Launched in 2007 as a collaborative effort between the Alaska Native Tribal Health Center and the University of Washington, DENTEX was developed to meet the oral health needs of native Alaskan people across 200 remote villages. Students enter a 24-month program as Dental Health Aide Therapists to learn prevention services, fillings, and uncomplicated extractions while working under supervising dentists. Year 1 is classroom instruction in Anchorage. In year 2 the trainees transfer to Bethel Alaska for supervised hands-on clinical experience with local patients.
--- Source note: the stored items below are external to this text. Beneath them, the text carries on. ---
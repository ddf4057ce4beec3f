//! Customer book: the ledger write path and fetch-driven read operations.
//!
//! Recording or deleting a transaction touches two records, the transaction
//! itself and the customer's denormalized `current_balance`. The book runs
//! these as a two-step saga: when the balance write fails the first step is
//! undone, and if the undo also fails the caller gets
//! [`LedgerError::PartialWrite`] so a later [`CustomerBook::reconcile`] can
//! repair the balance from history.
//!
//! Every write that reads a balance and writes a new one runs under the
//! book's write lock, so concurrent callers sharing one book cannot lose
//! each other's balance updates.

use std::sync::{Arc, Mutex, MutexGuard};

use chrono::NaiveDate;
use rust_decimal::Decimal;
use tracing::{error, info, warn};
use uuid::Uuid;

use crate::{
    core::{
        services::{CustomerService, LedgerService, ReportService},
        time::{BusinessCalendar, Clock, SystemClock},
    },
    domain::{
        customer::{Customer, CustomerPatch, NewCustomer},
        income::Month,
        ledger::{BalanceAudit, LedgerEntry},
        report::{ReceivableSummary, Report, ReportPeriod},
        transaction::{NewTransaction, Transaction},
    },
    errors::{LedgerError, Result},
    storage::LedgerStore,
};

pub struct CustomerBook {
    store: Arc<dyn LedgerStore>,
    calendar: BusinessCalendar,
    clock: Arc<dyn Clock>,
    writes: Mutex<()>,
}

impl CustomerBook {
    pub fn new(store: Arc<dyn LedgerStore>, calendar: BusinessCalendar) -> Self {
        Self::with_clock(store, calendar, Arc::new(SystemClock))
    }

    pub fn with_clock(
        store: Arc<dyn LedgerStore>,
        calendar: BusinessCalendar,
        clock: Arc<dyn Clock>,
    ) -> Self {
        Self {
            store,
            calendar,
            clock,
            writes: Mutex::new(()),
        }
    }

    fn write_guard(&self) -> MutexGuard<'_, ()> {
        self.writes.lock().unwrap_or_else(|poisoned| poisoned.into_inner())
    }

    pub fn calendar(&self) -> &BusinessCalendar {
        &self.calendar
    }

    pub fn customer(&self, user_id: &str, customer_id: Uuid) -> Result<Customer> {
        self.store
            .customer(user_id, customer_id)?
            .ok_or(LedgerError::CustomerNotFound(customer_id))
    }

    pub fn customers(&self, user_id: &str) -> Result<Vec<Customer>> {
        self.store.customers(user_id)
    }

    pub fn create_customer(&self, user_id: &str, new_customer: NewCustomer) -> Result<Customer> {
        CustomerService::validate_new(&new_customer)?;
        let mut customer = Customer::new(
            user_id,
            new_customer.name.trim(),
            new_customer.phone.trim(),
            new_customer.opening_balance,
            self.clock.now(),
        );
        customer.email = new_customer.email;
        customer.address = new_customer.address;
        self.store.insert_customer(customer.clone())?;
        info!(customer_id = %customer.id, opening = %customer.opening_balance, "customer created");
        Ok(customer)
    }

    /// Applies a contact or status patch. Balances cannot be edited here.
    pub fn update_customer(
        &self,
        user_id: &str,
        customer_id: Uuid,
        patch: CustomerPatch,
    ) -> Result<Customer> {
        CustomerService::validate_patch(&patch)?;
        let mut customer = self.customer(user_id, customer_id)?;
        customer.apply_patch(patch, self.clock.now());
        self.store.replace_customer(customer.clone())?;
        info!(customer_id = %customer.id, "customer updated");
        Ok(customer)
    }

    /// Removes the customer and every transaction recorded against them.
    ///
    /// Returns how many transactions were removed along with the customer.
    /// A failure after the first removal is a [`LedgerError::PartialWrite`]:
    /// the customer survives with part of their history gone.
    pub fn delete_customer(&self, user_id: &str, customer_id: Uuid) -> Result<usize> {
        let _guard = self.write_guard();
        let customer = self.customer(user_id, customer_id)?;
        let transactions = self.store.transactions_for_customer(user_id, customer_id)?;
        let mut removed = 0;
        for txn in &transactions {
            if let Err(err) = self.store.remove_transaction(user_id, txn.id) {
                return Err(cascade_failure(customer.id, removed, transactions.len(), err));
            }
            removed += 1;
        }
        if let Err(err) = self.store.remove_customer(user_id, customer.id) {
            return Err(cascade_failure(customer.id, removed, transactions.len(), err));
        }
        info!(
            customer_id = %customer.id,
            transactions = transactions.len(),
            "customer deleted with transaction history"
        );
        Ok(transactions.len())
    }

    /// Records a transaction and moves the customer's balance by its signed amount.
    pub fn add_transaction(&self, user_id: &str, new_txn: NewTransaction) -> Result<Transaction> {
        CustomerService::validate_transaction(&new_txn)?;
        let _guard = self.write_guard();
        let customer = self.customer(user_id, new_txn.customer_id)?;
        let now = self.clock.now();

        let mut transaction = Transaction {
            id: Uuid::new_v4(),
            user_id: user_id.to_string(),
            customer_id: customer.id,
            customer_name: customer.name.clone(),
            amount: new_txn.amount,
            kind: new_txn.kind,
            date: new_txn.date,
            description: new_txn
                .description
                .map(|text| text.trim().to_string())
                .filter(|text| !text.is_empty()),
            payment_method: new_txn.payment_method,
            balance_after: Decimal::ZERO,
            created_at: now,
        };
        let new_balance = CustomerService::balance_after_adding(customer.current_balance, &transaction);
        transaction.balance_after = new_balance;

        self.store.insert_transaction(transaction.clone())?;
        if let Err(err) =
            self.store
                .update_customer_balance(user_id, customer.id, new_balance, now)
        {
            warn!(
                transaction_id = %transaction.id,
                error = %err,
                "balance update failed; removing recorded transaction"
            );
            return match self.store.remove_transaction(user_id, transaction.id) {
                Ok(_) => Err(err),
                Err(undo) => {
                    error!(
                        transaction_id = %transaction.id,
                        customer_id = %customer.id,
                        error = %undo,
                        "compensation failed; customer balance is stale"
                    );
                    Err(LedgerError::PartialWrite(format!(
                        "transaction {} stored but balance not applied: {}",
                        transaction.id, err
                    )))
                }
            };
        }

        info!(
            transaction_id = %transaction.id,
            customer_id = %customer.id,
            kind = %transaction.kind,
            amount = %transaction.amount,
            balance = %new_balance,
            "transaction recorded"
        );
        Ok(transaction)
    }

    /// Deletes a transaction and reverses exactly what adding it applied.
    pub fn delete_transaction(&self, user_id: &str, transaction_id: Uuid) -> Result<Transaction> {
        let _guard = self.write_guard();
        let transaction = self
            .store
            .transaction(user_id, transaction_id)?
            .ok_or(LedgerError::TransactionNotFound(transaction_id))?;
        let customer = self.customer(user_id, transaction.customer_id)?;
        let new_balance =
            CustomerService::balance_after_removing(customer.current_balance, &transaction);
        let now = self.clock.now();

        self.store.remove_transaction(user_id, transaction.id)?;
        if let Err(err) =
            self.store
                .update_customer_balance(user_id, customer.id, new_balance, now)
        {
            warn!(
                transaction_id = %transaction.id,
                error = %err,
                "balance reversal failed; restoring transaction"
            );
            return match self.store.insert_transaction(transaction.clone()) {
                Ok(()) => Err(err),
                Err(undo) => {
                    error!(
                        transaction_id = %transaction.id,
                        customer_id = %customer.id,
                        error = %undo,
                        "compensation failed; customer balance is stale"
                    );
                    Err(LedgerError::PartialWrite(format!(
                        "transaction {} removed but balance not reversed: {}",
                        transaction.id, err
                    )))
                }
            };
        }

        info!(
            transaction_id = %transaction.id,
            customer_id = %customer.id,
            balance = %new_balance,
            "transaction deleted"
        );
        Ok(transaction)
    }

    pub fn ledger(&self, user_id: &str, customer_id: Uuid) -> Result<Vec<LedgerEntry>> {
        let customer = self.customer(user_id, customer_id)?;
        let transactions = self.store.transactions_for_customer(user_id, customer_id)?;
        Ok(LedgerService::build_ledger(&customer, &transactions))
    }

    pub fn audit(&self, user_id: &str, customer_id: Uuid) -> Result<BalanceAudit> {
        let customer = self.customer(user_id, customer_id)?;
        let transactions = self.store.transactions_for_customer(user_id, customer_id)?;
        Ok(LedgerService::audit(&customer, &transactions))
    }

    /// Rewrites `current_balance` from the transaction history when it drifted.
    ///
    /// Per-transaction `balance_after` snapshots are reported but left untouched.
    pub fn reconcile(&self, user_id: &str, customer_id: Uuid) -> Result<BalanceAudit> {
        let _guard = self.write_guard();
        let audit = self.audit(user_id, customer_id)?;
        if audit.has_drift() {
            self.store.update_customer_balance(
                user_id,
                customer_id,
                audit.recomputed_balance,
                self.clock.now(),
            )?;
            info!(
                customer_id = %customer_id,
                from = %audit.stored_balance,
                to = %audit.recomputed_balance,
                "customer balance reconciled"
            );
        }
        Ok(audit)
    }

    pub fn report(&self, user_id: &str, period: ReportPeriod) -> Result<Report> {
        let (start, end) = self.calendar.bounds(&period)?;
        let transactions = self.store.transactions_between(user_id, start, end)?;
        let customers = self.store.customers(user_id)?;
        Ok(ReportService::aggregate(
            &transactions,
            period,
            &self.calendar,
            Some(&customers),
        ))
    }

    pub fn daily_report(&self, user_id: &str, date: NaiveDate) -> Result<Report> {
        self.report(user_id, ReportPeriod::day(date))
    }

    pub fn today_report(&self, user_id: &str) -> Result<Report> {
        self.daily_report(user_id, self.calendar.today(self.clock.as_ref()))
    }

    pub fn monthly_report(&self, user_id: &str, year: i32, month: Month) -> Result<Report> {
        self.report(user_id, ReportPeriod::month(year, month)?)
    }

    pub fn range_report(&self, user_id: &str, start: NaiveDate, end: NaiveDate) -> Result<Report> {
        self.report(user_id, ReportPeriod::range(start, end)?)
    }

    pub fn receivables(&self, user_id: &str) -> Result<ReceivableSummary> {
        Ok(CustomerService::rollup(&self.store.customers(user_id)?))
    }

    pub fn reminders(&self, user_id: &str) -> Result<Vec<Customer>> {
        Ok(CustomerService::reminders(&self.store.customers(user_id)?))
    }
}

fn cascade_failure(
    customer_id: Uuid,
    removed: usize,
    total: usize,
    err: LedgerError,
) -> LedgerError {
    if removed == 0 {
        return err;
    }
    error!(
        customer_id = %customer_id,
        removed,
        total,
        error = %err,
        "customer delete stopped part way"
    );
    LedgerError::PartialWrite(format!(
        "customer {} delete removed {} of {} transactions: {}",
        customer_id, removed, total, err
    ))
}
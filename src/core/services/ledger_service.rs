//! Ledger engine: replays a customer's transactions into running-balance rows.

use rust_decimal::Decimal;
use tracing::{debug, warn};

use crate::domain::{
    customer::Customer,
    ledger::{BalanceAudit, LedgerEntry, LedgerRef, OPENING_BALANCE_LABEL},
    transaction::Transaction,
};

pub struct LedgerService;

impl LedgerService {
    /// Builds the chronological ledger for `customer`.
    ///
    /// Transactions are ordered by `date` with a stable sort, so rows sharing an
    /// instant keep the order they were fetched in. A non-zero opening balance
    /// adds a leading row dated at the customer's creation time.
    pub fn build_ledger(customer: &Customer, transactions: &[Transaction]) -> Vec<LedgerEntry> {
        let opening = customer.opening_balance;
        let mut entries = Vec::with_capacity(transactions.len() + 1);
        if !opening.is_zero() {
            entries.push(LedgerEntry {
                date: customer.created_at,
                description: OPENING_BALANCE_LABEL.to_string(),
                credit: opening.max(Decimal::ZERO),
                debit: (-opening).max(Decimal::ZERO),
                balance: opening,
                reference: LedgerRef::Opening,
            });
        }

        let mut running = opening;
        for txn in Self::chronological(transactions) {
            let credit = txn.credit_amount();
            let debit = txn.debit_amount();
            running += credit - debit;
            entries.push(LedgerEntry {
                date: txn.date,
                description: txn.display_description(),
                credit,
                debit,
                balance: running,
                reference: LedgerRef::Transaction(txn.id),
            });
        }
        debug!(
            customer_id = %customer.id,
            rows = entries.len(),
            "ledger built"
        );
        entries
    }

    /// The balance the customer should carry given its full history.
    pub fn recompute_balance(customer: &Customer, transactions: &[Transaction]) -> Decimal {
        transactions
            .iter()
            .fold(customer.opening_balance, |balance, txn| {
                balance + txn.signed_amount()
            })
    }

    /// Compares stored balances against a chronological replay.
    pub fn audit(customer: &Customer, transactions: &[Transaction]) -> BalanceAudit {
        let mut running = customer.opening_balance;
        let mut stale_snapshots = Vec::new();
        for txn in Self::chronological(transactions) {
            running += txn.signed_amount();
            if txn.balance_after != running {
                stale_snapshots.push(txn.id);
            }
        }
        let drift = running - customer.current_balance;
        if !drift.is_zero() {
            warn!(
                customer_id = %customer.id,
                stored = %customer.current_balance,
                recomputed = %running,
                "customer balance drifted from transaction history"
            );
        }
        BalanceAudit {
            customer_id: customer.id,
            stored_balance: customer.current_balance,
            recomputed_balance: running,
            drift,
            stale_snapshots,
        }
    }

    fn chronological(transactions: &[Transaction]) -> Vec<&Transaction> {
        let mut ordered: Vec<&Transaction> = transactions.iter().collect();
        ordered.sort_by_key(|txn| txn.date);
        ordered
    }
}
use std::path::Path;

use serde::{Deserialize, Serialize};
use tracing::info;

use crate::{
    errors::{LedgerError, Result},
    utils::persistence::{read_json, write_json_atomic},
};

use super::memory::{MemoryStore, StoreState};

pub const SNAPSHOT_SCHEMA_VERSION: u8 = 1;

#[derive(Debug, Serialize, Deserialize)]
struct Snapshot {
    schema_version: u8,
    #[serde(flatten)]
    state: StoreState,
}

/// Writes the full contents of `store` to `path` through a staged temp file.
pub fn save_snapshot(store: &MemoryStore, path: &Path) -> Result<()> {
    let snapshot = Snapshot {
        schema_version: SNAPSHOT_SCHEMA_VERSION,
        state: store.snapshot(),
    };
    write_json_atomic(path, &snapshot)?;
    info!(
        path = %path.display(),
        customers = snapshot.state.customers.len(),
        transactions = snapshot.state.transactions.len(),
        income = snapshot.state.income.len(),
        "store snapshot saved"
    );
    Ok(())
}

/// Loads a snapshot written by [`save_snapshot`]. A missing file yields an empty store.
pub fn load_snapshot(path: &Path) -> Result<MemoryStore> {
    if !path.exists() {
        return Ok(MemoryStore::new());
    }
    let snapshot: Snapshot = read_json(path)?;
    if snapshot.schema_version > SNAPSHOT_SCHEMA_VERSION {
        return Err(LedgerError::StorageError(format!(
            "snapshot schema v{} is newer than supported v{}",
            snapshot.schema_version, SNAPSHOT_SCHEMA_VERSION
        )));
    }
    Ok(MemoryStore::from_state(snapshot.state))
}

#[cfg(test)]
mod tests {
    use super::*;
    use tempfile::tempdir;

    #[test]
    fn missing_snapshot_is_empty_store() {
        let dir = tempdir().unwrap();
        let store = load_snapshot(&dir.path().join("absent.json")).unwrap();
        assert_eq!(store.snapshot(), StoreState::default());
    }

    #[test]
    fn newer_schema_is_rejected() {
        let dir = tempdir().unwrap();
        let path = dir.path().join("store.json");
        std::fs::write(&path, r#"{"schema_version": 9}"#).unwrap();
        assert!(matches!(
            load_snapshot(&path),
            Err(LedgerError::StorageError(_))
        ));
    }
}
//! Money movements recorded against a single customer.

use std::fmt;

use chrono::{DateTime, Utc};
use rust_decimal::Decimal;
use serde::{Deserialize, Serialize};
use uuid::Uuid;

use crate::domain::common::*;

#[derive(Debug, Clone, Serialize, Deserialize, PartialEq)]
pub struct Transaction {
    pub id: Uuid,
    pub user_id: String,
    pub customer_id: Uuid,
    /// Copied from the customer when the transaction is written.
    pub customer_name: String,
    /// Always positive; direction lives in `kind`.
    pub amount: Decimal,
    pub kind: TransactionKind,
    /// Business-effective date, distinct from `created_at`.
    pub date: DateTime<Utc>,
    #[serde(default, skip_serializing_if = "Option::is_none")]
    pub description: Option<String>,
    pub payment_method: PaymentMethod,
    /// Snapshot of the customer balance taken at write time. Not authoritative.
    pub balance_after: Decimal,
    pub created_at: DateTime<Utc>,
}

impl Transaction {
    /// Contribution of this transaction to the customer's running balance.
    pub fn signed_amount(&self) -> Decimal {
        self.kind.apply(self.amount)
    }

    pub fn credit_amount(&self) -> Decimal {
        match self.kind {
            TransactionKind::Credit => self.amount,
            TransactionKind::Debit => Decimal::ZERO,
        }
    }

    pub fn debit_amount(&self) -> Decimal {
        match self.kind {
            TransactionKind::Credit => Decimal::ZERO,
            TransactionKind::Debit => self.amount,
        }
    }

    /// Description for display, falling back to `"<kind> transaction"`.
    pub fn display_description(&self) -> String {
        match self.description.as_deref().map(str::trim) {
            Some(text) if !text.is_empty() => text.to_string(),
            _ => format!("{} transaction", self.kind),
        }
    }
}

impl Identifiable for Transaction {
    fn id(&self) -> Uuid {
        self.id
    }
}

impl UserScoped for Transaction {
    fn user_id(&self) -> &str {
        &self.user_id
    }
}

#[derive(Debug, Clone, Copy, Serialize, Deserialize, PartialEq, Eq, Hash)]
#[serde(rename_all = "lowercase")]
pub enum TransactionKind {
    Credit,
    Debit,
}

impl TransactionKind {
    /// Signs a positive amount: credits add, debits subtract.
    pub fn apply(self, amount: Decimal) -> Decimal {
        match self {
            TransactionKind::Credit => amount,
            TransactionKind::Debit => -amount,
        }
    }
}

impl fmt::Display for TransactionKind {
    fn fmt(&self, f: &mut fmt::Formatter<'_>) -> fmt::Result {
        f.write_str(match self {
            TransactionKind::Credit => "credit",
            TransactionKind::Debit => "debit",
        })
    }
}

#[derive(Debug, Clone, Copy, Serialize, Deserialize, PartialEq, Eq, Hash, Default)]
#[serde(rename_all = "snake_case")]
pub enum PaymentMethod {
    #[default]
    Cash,
    Card,
    BankTransfer,
    Upi,
    Other,
}

impl fmt::Display for PaymentMethod {
    fn fmt(&self, f: &mut fmt::Formatter<'_>) -> fmt::Result {
        f.write_str(match self {
            PaymentMethod::Cash => "cash",
            PaymentMethod::Card => "card",
            PaymentMethod::BankTransfer => "bank_transfer",
            PaymentMethod::Upi => "upi",
            PaymentMethod::Other => "other",
        })
    }
}

/// Caller-supplied fields for a new transaction. The customer name, balance
/// snapshot, and timestamps are filled in by the write path.
#[derive(Debug, Clone, Serialize, Deserialize)]
pub struct NewTransaction {
    pub customer_id: Uuid,
    pub amount: Decimal,
    pub kind: TransactionKind,
    pub date: DateTime<Utc>,
    #[serde(default)]
    pub description: Option<String>,
    #[serde(default)]
    pub payment_method: PaymentMethod,
}

impl NewTransaction {
    pub fn new(
        customer_id: Uuid,
        kind: TransactionKind,
        amount: Decimal,
        date: DateTime<Utc>,
    ) -> Self {
        Self {
            customer_id,
            amount,
            kind,
            date,
            description: None,
            payment_method: PaymentMethod::default(),
        }
    }

    pub fn with_description(mut self, description: impl Into<String>) -> Self {
        self.description = Some(description.into());
        self
    }

    pub fn with_payment_method(mut self, method: PaymentMethod) -> Self {
        self.payment_method = method;
        self
    }
}
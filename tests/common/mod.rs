#![allow(dead_code)]

use std::{path::PathBuf, sync::Arc, sync::Mutex};

use cashbook_core::{
    config::ConfigManager,
    core::{
        book::CustomerBook,
        cache::StatsCache,
        time::{BusinessCalendar, ManualClock},
        tracker::IncomeTracker,
    },
    domain::{
        customer::{Customer, NewCustomer},
        transaction::{NewTransaction, Transaction, TransactionKind},
    },
    storage::MemoryStore,
};
use chrono::{DateTime, Duration, FixedOffset, TimeZone, Utc};
use once_cell::sync::Lazy;
use rust_decimal::Decimal;
use tempfile::TempDir;

pub const USER: &str = "user-1";

/// Holds TempDir guards so temporary folders live for the duration of the test run.
static TEST_DIRS: Lazy<Mutex<Vec<TempDir>>> = Lazy::new(|| Mutex::new(Vec::new()));

pub struct TestEnv {
    pub base: PathBuf,
    pub store: Arc<MemoryStore>,
    pub clock: Arc<ManualClock>,
    pub book: CustomerBook,
    pub tracker: IncomeTracker,
    pub config_manager: ConfigManager,
}

pub fn start_instant() -> DateTime<Utc> {
    Utc.with_ymd_and_hms(2025, 6, 1, 9, 0, 0).unwrap()
}

/// Creates an isolated environment backed by a unique directory for each test.
pub fn setup_test_env() -> TestEnv {
    setup_with_calendar(BusinessCalendar::utc())
}

/// Business day boundaries at UTC+05:30.
pub fn ist_calendar() -> BusinessCalendar {
    BusinessCalendar::new(FixedOffset::east_opt(5 * 3600 + 30 * 60).expect("ist offset"))
}

pub fn setup_with_calendar(calendar: BusinessCalendar) -> TestEnv {
    let temp = TempDir::new().expect("create temp dir");
    let base = temp.path().to_path_buf();
    TEST_DIRS.lock().expect("lock temp dir registry").push(temp);

    let store = Arc::new(MemoryStore::new());
    let clock = Arc::new(ManualClock::new(start_instant()));
    let cache = Arc::new(StatsCache::new(Duration::minutes(5), clock.clone()));
    let book = CustomerBook::with_clock(store.clone(), calendar, clock.clone());
    let tracker = IncomeTracker::with_clock(store.clone(), cache, clock.clone());
    let config_manager =
        ConfigManager::with_base_dir(base.clone()).expect("create config manager for temp dir");

    TestEnv {
        base,
        store,
        clock,
        book,
        tracker,
        config_manager,
    }
}

impl TestEnv {
    pub fn customer(&self, name: &str, opening: Decimal) -> Customer {
        self.book
            .create_customer(
                USER,
                NewCustomer::new(name, "555-0100").with_opening_balance(opening),
            )
            .expect("create customer")
    }

    pub fn record(
        &self,
        customer: &Customer,
        kind: TransactionKind,
        amount: Decimal,
        date: DateTime<Utc>,
    ) -> Transaction {
        self.book
            .add_transaction(USER, NewTransaction::new(customer.id, kind, amount, date))
            .expect("record transaction")
    }
}
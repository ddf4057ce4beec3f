use std::result::Result as StdResult;

use thiserror::Error;
use uuid::Uuid;

/// Error type shared by the ledger, reporting, income, and storage layers.
#[derive(Debug, Error)]
pub enum LedgerError {
    #[error("Customer not found: {0}")]
    CustomerNotFound(Uuid),
    #[error("Transaction not found: {0}")]
    TransactionNotFound(Uuid),
    #[error("Income entry not found: {0}")]
    IncomeEntryNotFound(Uuid),
    #[error("Invalid input: {0}")]
    InvalidInput(String),
    #[error("Persistence error: {0}")]
    StorageError(String),
    #[error("Configuration error: {0}")]
    ConfigError(String),
    /// The first half of a two-step write landed and could not be rolled back.
    #[error("Partial write: {0}")]
    PartialWrite(String),
    #[error("Export failed: {0}")]
    Export(String),
}

pub type Result<T> = StdResult<T, LedgerError>;

impl LedgerError {
    /// True for lookups that referenced a record the store does not hold.
    pub fn is_not_found(&self) -> bool {
        matches!(
            self,
            LedgerError::CustomerNotFound(_)
                | LedgerError::TransactionNotFound(_)
                | LedgerError::IncomeEntryNotFound(_)
        )
    }
}

impl From<std::io::Error> for LedgerError {
    fn from(err: std::io::Error) -> Self {
        LedgerError::StorageError(err.to_string())
    }
}

impl From<serde_json::Error> for LedgerError {
    fn from(err: serde_json::Error) -> Self {
        LedgerError::StorageError(err.to_string())
    }
}

impl From<csv::Error> for LedgerError {
    fn from(err: csv::Error) -> Self {
        LedgerError::Export(err.to_string())
    }
}
use log::{LevelFilter, Log, Metadata, Record, SetLoggerError};

struct StderrLogger;

static LOGGER: StderrLogger = StderrLogger;

impl Log for StderrLogger {
	fn enabled(&self, metadata: &Metadata) -> bool {
		metadata.level() <= log::max_level()
	}

	fn log(&self, record: &Record) {
		if self.enabled(record.metadata()) {
			eprintln!("[{:<5}] {}: {}", record.level(), record.target(), record.args());
		}
	}

	fn flush(&self) {}
}

pub fn init(level: LevelFilter) -> Result<(), SetLoggerError> {
	log::set_logger(&LOGGER)?;
	log::set_max_level(level);
	Ok(())
}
Currently over 35,000 Alaska Native people living in rural Alaska now have improved access to regular dental care by over 25 federally certified DHATs.
DENTEX Program
DHAT Profile
Bonnie JohnsonBased in Emmonak, AK
Employed by Yukon Kuskokwim Health Corporation
“I was raised in a village that did not receive consistent dental care. Dental providers would come and go. Unfortunately, there were villages that did not receive any dental care. Now, I am a Dental Health Aide Therapist who is able to provide much needed dental care to 4 villages on the Yukon Delta. I am able to educate many that had little or no knowledge of the importance of good oral hygiene. The majority of the children were fearful of dental because they usually had experienced the trauma of having teeth extracted in a papoose board. Now that I have been stationed in the Emmonak sub-region for over a year, children anticipate a fun dental visit. I am proud to provide preventive and basic restorative dental care to rural Alaska.”